* The problem: Here is a block of entries. Write out its lines exactly, from the first through the one containing "compatible GPU adapter".

* Data:
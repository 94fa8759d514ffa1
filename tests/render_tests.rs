//! Renderer Integration Tests
//!
//! End-to-end pipeline tests against a real adapter: render into an
//! offscreen target, read the pixels back, and assert on them. Skipped
//! gracefully when no GPU adapter is available (e.g. bare CI runners).

use glam::Vec2;
use glowline::renderer::shader::UniformBlock;
use glowline::{Camera, RenderSettings, Renderer, Scene, Shape, Sprite, WgpuContext};

const SIZE: u32 = 64; // 64 * 4 bytes = 256, already COPY_BYTES_PER_ROW aligned

fn headless_context() -> Option<WgpuContext> {
    match pollster::block_on(WgpuContext::new_headless()) {
        Ok(ctx) => Some(ctx),
        Err(e) => {
            eprintln!("No compatible GPU adapter found; skipping gpu test ({e})");
            None
        }
    }
}

fn output_texture(ctx: &WgpuContext) -> wgpu::Texture {
    ctx.device.create_texture(&wgpu::TextureDescriptor {
        label: Some("Test Output"),
        size: wgpu::Extent3d {
            width: SIZE,
            height: SIZE,
            depth_or_array_layers: 1,
        },
        mip_level_count: 1,
        sample_count: 1,
        dimension: wgpu::TextureDimension::D2,
        format: wgpu::TextureFormat::Rgba8Unorm,
        usage: wgpu::TextureUsages::RENDER_ATTACHMENT | wgpu::TextureUsages::COPY_SRC,
        view_formats: &[],
    })
}

fn read_pixels(ctx: &WgpuContext, texture: &wgpu::Texture) -> Vec<u8> {
    let bytes_per_row = SIZE * 4;
    let readback = ctx.device.create_buffer(&wgpu::BufferDescriptor {
        label: Some("Test Readback"),
        size: u64::from(bytes_per_row * SIZE),
        usage: wgpu::BufferUsages::MAP_READ | wgpu::BufferUsages::COPY_DST,
        mapped_at_creation: false,
    });

    let mut encoder = ctx
        .device
        .create_command_encoder(&wgpu::CommandEncoderDescriptor {
            label: Some("Test Readback Encoder"),
        });
    encoder.copy_texture_to_buffer(
        texture.as_image_copy(),
        wgpu::TexelCopyBufferInfo {
            buffer: &readback,
            layout: wgpu::TexelCopyBufferLayout {
                offset: 0,
                bytes_per_row: Some(bytes_per_row),
                rows_per_image: None,
            },
        },
        wgpu::Extent3d {
            width: SIZE,
            height: SIZE,
            depth_or_array_layers: 1,
        },
    );
    ctx.queue.submit([encoder.finish()]);

    let slice = readback.slice(..);
    slice.map_async(wgpu::MapMode::Read, |_| {});
    let _ = ctx.device.poll(wgpu::PollType::wait_indefinitely());
    let mapped = slice.get_mapped_range();
    mapped.to_vec()
}

fn test_camera() -> Camera {
    let mut camera = Camera::default();
    camera.set_viewport(SIZE as f32, SIZE as f32);
    camera
}

/// Wide strokes so a line reliably covers pixel centers on a tiny target.
fn test_settings() -> RenderSettings {
    RenderSettings {
        line_width: 100.0,
        ..RenderSettings::default()
    }
}

// ============================================================================
// Pipeline
// ============================================================================

#[test]
fn empty_scene_renders_black() {
    let Some(ctx) = headless_context() else { return };
    let mut renderer =
        Renderer::new(&ctx, wgpu::TextureFormat::Rgba8Unorm, test_settings()).expect("renderer");

    let texture = output_texture(&ctx);
    let view = texture.create_view(&wgpu::TextureViewDescriptor::default());
    let scene = Scene::new();
    renderer.draw(&ctx, &scene, &test_camera(), 0.0, &view);

    assert_eq!(renderer.last_vertex_count(), 0);
    let pixels = read_pixels(&ctx, &texture);
    assert!(
        pixels.iter().all(|&b| b == 0),
        "empty scene must render fully black"
    );
}

#[test]
fn single_line_lights_up_the_center() {
    let Some(ctx) = headless_context() else { return };
    let mut renderer =
        Renderer::new(&ctx, wgpu::TextureFormat::Rgba8Unorm, test_settings()).expect("renderer");

    let mut scene = Scene::new();
    // Stroke through the camera origin; the quarter-turn baseline rotation
    // leaves it passing through the viewport center either way.
    scene.insert(
        "stroke",
        Sprite::with_shapes(vec![Shape::new(vec![
            Vec2::new(-20.0, 0.0),
            Vec2::new(20.0, 0.0),
        ])]),
    );

    let texture = output_texture(&ctx);
    let view = texture.create_view(&wgpu::TextureViewDescriptor::default());
    renderer.draw(&ctx, &scene, &test_camera(), 0.0, &view);

    assert_eq!(renderer.last_vertex_count(), 6);

    let pixels = read_pixels(&ctx, &texture);
    let center = ((SIZE / 2) * SIZE + SIZE / 2) as usize * 4;
    assert!(
        pixels[center] > 0,
        "center pixel must be lit by the stroke, got {:?}",
        &pixels[center..center + 4]
    );

    // Far corner stays dark aside from faint bloom spill.
    assert!(u32::from(pixels[0]) < u32::from(pixels[center]));
}

#[test]
fn invisible_sprite_draws_nothing() {
    let Some(ctx) = headless_context() else { return };
    let mut renderer =
        Renderer::new(&ctx, wgpu::TextureFormat::Rgba8Unorm, test_settings()).expect("renderer");

    let mut scene = Scene::new();
    let mut sprite = Sprite::with_shapes(vec![Shape::new(vec![
        Vec2::new(-20.0, 0.0),
        Vec2::new(20.0, 0.0),
    ])]);
    sprite.visible = false;
    scene.insert("hidden", sprite);

    let texture = output_texture(&ctx);
    let view = texture.create_view(&wgpu::TextureViewDescriptor::default());
    renderer.draw(&ctx, &scene, &test_camera(), 0.0, &view);

    assert_eq!(renderer.last_vertex_count(), 0);
    let pixels = read_pixels(&ctx, &texture);
    assert!(pixels.iter().all(|&b| b == 0));
}

#[test]
fn draw_survives_resize_between_frames() {
    let Some(ctx) = headless_context() else { return };
    let mut renderer =
        Renderer::new(&ctx, wgpu::TextureFormat::Rgba8Unorm, test_settings()).expect("renderer");

    let mut scene = Scene::new();
    scene.insert(
        "stroke",
        Sprite::with_shapes(vec![Shape::new(vec![
            Vec2::new(-20.0, 0.0),
            Vec2::new(20.0, 0.0),
        ])]),
    );

    // First frame at a different size forces a pool allocation, second
    // frame forces a reallocation and full rebind.
    let mut camera = test_camera();
    camera.set_viewport(32.0, 32.0);
    let small = ctx.device.create_texture(&wgpu::TextureDescriptor {
        label: Some("Small Output"),
        size: wgpu::Extent3d {
            width: 32,
            height: 32,
            depth_or_array_layers: 1,
        },
        mip_level_count: 1,
        sample_count: 1,
        dimension: wgpu::TextureDimension::D2,
        format: wgpu::TextureFormat::Rgba8Unorm,
        usage: wgpu::TextureUsages::RENDER_ATTACHMENT,
        view_formats: &[],
    });
    let small_view = small.create_view(&wgpu::TextureViewDescriptor::default());
    renderer.draw(&ctx, &scene, &camera, 0.0, &small_view);

    let texture = output_texture(&ctx);
    let view = texture.create_view(&wgpu::TextureViewDescriptor::default());
    renderer.draw(&ctx, &scene, &test_camera(), 0.5, &view);

    let pixels = read_pixels(&ctx, &texture);
    let center = ((SIZE / 2) * SIZE + SIZE / 2) as usize * 4;
    assert!(pixels[center] > 0);
}

// ============================================================================
// Uniform Blocks
// ============================================================================

#[test]
fn unknown_uniform_names_are_dropped_without_error() {
    let Some(ctx) = headless_context() else { return };
    let mut block = UniformBlock::new(
        &ctx.device,
        "Test Uniforms",
        &[("zoom", 1), ("origin", 2)],
    );

    block.set("zoom", &[2.5]);
    // Unknown name: reported and dropped, nothing panics and the known
    // fields keep their values.
    block.set("missing", &[9.0]);
    assert!(!block.contains("missing"));
    assert_eq!(block.get("missing"), None);
    assert_eq!(block.get("zoom"), Some(&[2.5][..]));

    // Length mismatch on a known name is dropped the same way.
    block.set("origin", &[1.0]);
    assert_eq!(block.get("origin"), Some(&[0.0, 0.0][..]));
    block.set("origin", &[3.0, 4.0]);
    assert_eq!(block.get("origin"), Some(&[3.0, 4.0][..]));

    // The block is still uploadable afterwards.
    block.upload(&ctx.queue);
}

// ============================================================================
// Settings Validation
// ============================================================================

#[test]
fn mismatched_settings_lengths_are_rejected() {
    let Some(ctx) = headless_context() else { return };
    let settings = RenderSettings {
        kernel_radii: vec![3, 5, 7],
        level_weights: vec![1.0, 0.5],
        level_tints: vec![[1.0; 4]; 3],
        ..RenderSettings::default()
    };
    assert!(Renderer::new(&ctx, wgpu::TextureFormat::Rgba8Unorm, settings).is_err());
}

#[test]
fn empty_radii_are_rejected() {
    let Some(ctx) = headless_context() else { return };
    let settings = RenderSettings {
        kernel_radii: vec![],
        level_weights: vec![],
        level_tints: vec![],
        ..RenderSettings::default()
    };
    assert!(Renderer::new(&ctx, wgpu::TextureFormat::Rgba8Unorm, settings).is_err());
}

* Output for this task:
repository 94fa8759d514ffa1
filename tests/render_tests.rs
//! Renderer Integration Tests
//!
//! End-to-end pipeline tests against a real adapter: render into an
//! offscreen target, read the pixels back, and assert on them. Skipped
//! gracefully when no GPU adapter is available (e.g. bare CI runners).

use glam::Vec2;
use glowline::renderer::shader::UniformBlock;
use glowline::{Camera, RenderSettings, Renderer, Scene, Shape, Sprite, WgpuContext};

const SIZE: u32 = 64; // 64 * 4 bytes = 256, already COPY_BYTES_PER_ROW aligned

fn headless_context() -> Option<WgpuContext> {
    match pollster::block_on(WgpuContext::new_headless()) {
        Ok(ctx) => Some(ctx),
        Err(e) => {
            eprintln!("No compatible GPU adapter found; skipping gpu test ({e})");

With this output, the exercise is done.